McBride, a Democrat, received 57.6% of the vote and defeated Republican John Whalen III with 63% of the vote.
McBride’s key priorities in running for Congress were expanding access to affordable health care, protecting reproductive rights, and increasing the minimum wage. She told NBC News in September that her goal in Congress was to work with her colleagues to break the partisan deadlock and actually pass the bill. He became famous for this when he was a senator from Delaware. During her first term, she helped pass universal family and medical leave across the state.
Jake Carpenter, 42, who works in finance at a university near Lincoln, Delaware, met McBride at a handshake event in August and asked, “What did you promise and how did you do it?” He said he was asked. She explained to him the policies she worked on in the state Senate, and “she convinced me,” he said.
“I knew she was transgender, and I was gay myself, so I wanted to see someone like me, someone who is part of the community, succeed.” Carpenter said. “She’s like a hero to me.”
He knocked on dozens of doors in Sussex County, the only Republican-majority county in the state, to talk to people about McBride’s platform. He said he convinced six Republicans to vote for McBride.
He is the advisor for the LGBTQ club at the university where he works, adding, “This is a really big deal for trans students.”
Kelly Robinson, president of the Human Rights Campaign, the nation’s largest LGBTQ advocacy group, called McBride’s victory “a milestone in the march toward equality.”
“This historic victory not only reflects the increased acceptance of transgender people in our society, spearheaded by the courage of visible leaders like Sarah, but also the talented people she is who will deliver real results.” “It reflects her tenacity to prove herself as a member of Congress,” Robinson said. In a statement, HRC added that it was proud to watch McBride, who previously served as the organization’s national spokesperson, “reimagine the chamber of Congress.”

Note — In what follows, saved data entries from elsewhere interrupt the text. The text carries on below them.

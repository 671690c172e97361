//! In-process duplex substrate.
//!
//! The core presumes a streaming transport providing bidirectional message
//! streams with cancellation-on-disconnect; wire framing of that transport
//! is out of scope. This module provides the simplest thing that satisfies
//! the contract: a pair of `tokio::mpsc` channels, one per direction,
//! wrapped in the [`Connection`] trait so the rest of the stack never has
//! to know whether it's talking to an in-process peer or a real socket.

use std::sync::atomic::{AtomicBool, Ordering};

use tokio::sync::{mpsc, Mutex};

use crate::{Connection, ConnectionId, TransportError};

/// One end of an in-process duplex message stream.
pub struct ChannelConnection<In, Out> {
    id: ConnectionId,
    tx: mpsc::Sender<Out>,
    rx: Mutex<mpsc::Receiver<In>>,
    closed: AtomicBool,
}

impl<In, Out> ChannelConnection<In, Out>
where
    In: Send + 'static,
    Out: Send + 'static,
{
    /// Builds a connected pair: writes on one side arrive as reads on the
    /// other, and vice versa. `buffer` bounds each direction independently.
    pub fn pair(id_a: ConnectionId, id_b: ConnectionId, buffer: usize) -> (Self, ChannelConnection<Out, In>) {
        let (tx_a_to_b, rx_a_to_b) = mpsc::channel(buffer);
        let (tx_b_to_a, rx_b_to_a) = mpsc::channel(buffer);
        let a = ChannelConnection { id: id_a, tx: tx_a_to_b, rx: Mutex::new(rx_b_to_a), closed: AtomicBool::new(false) };
        let b = ChannelConnection { id: id_b, tx: tx_b_to_a, rx: Mutex::new(rx_a_to_b), closed: AtomicBool::new(false) };
        tracing::debug!(%id_a, %id_b, "in-process connection pair established");
        (a, b)
    }
}

impl<In, Out> Connection<In, Out> for ChannelConnection<In, Out>
where
    In: Send + 'static,
    Out: Send + 'static,
{
    type Error = TransportError;

    async fn send(&self, msg: Out) -> Result<(), Self::Error> {
        if self.closed.load(Ordering::Acquire) {
            return Err(TransportError::ConnectionClosed(self.id.to_string()));
        }
        self.tx.send(msg).await.map_err(|_| TransportError::SendFailed)
    }

    async fn recv(&self) -> Result<Option<In>, Self::Error> {
        if self.closed.load(Ordering::Acquire) {
            return Err(TransportError::ConnectionClosed(self.id.to_string()));
        }
        Ok(self.rx.lock().await.recv().await)
    }

    async fn close(&self) -> Result<(), Self::Error> {
        // Dropping the sender would require ownership we don't have through
        // `&self`; closing the receiver is enough to make the peer's next
        // `send` observe disconnection. The `closed` flag additionally
        // makes further use of *this* side an explicit error instead of
        // silently racing the now-meaningless channel state.
        tracing::debug!(id = %self.id, "closing in-process connection");
        self.closed.store(true, Ordering::Release);
        self.rx.lock().await.close();
        Ok(())
    }

    fn id(&self) -> ConnectionId {
        self.id
    }
}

McBride is no stranger to making history. She first made headlines in April 2012, when she came out as transgender in American University’s student newspaper at the end of her term as student body president.
That same year, she interned with the Obama administration and became the first trans woman to work in the White House, according to her 2018 memoir Tomorrow Will Be Different: Love, Loss, and the Fight for Trans Equality. .
And in 2016, she became the first transgender person to speak at a major political convention when she spoke at the Democratic National Convention.
In 2020, she was elected to represent Delaware’s 1st Senate District, which includes parts of Claymont, Bellefonte, Edgemoor and Wilmington, becoming the country’s first openly trans state senator.
McBride was interested in politics from an early age. By the time she turned 18, she had volunteered or worked on at least three political campaigns, including Beau Biden’s 2006 attorney general campaign and 2010 reelection campaign. Almost a decade later, Joe Biden wrote the foreword to his memoir.
McBride said she was thinking about how powerful it would be to vote for Kamala Harris for president while voting Tuesday. Lisa Blunt Rochester wins election to the U.S. Senate, becoming the first woman and first black person to represent Delaware in the Senate. And then herself.
“That ticket is not the final destination, but it is about how far we have come, no matter who you are, what you look like, where you come from, It reflects that you can live life, no matter your gender.” Live your truth and dream big at the same time,” McBride said. “It’s not the end, it’s the beginning.”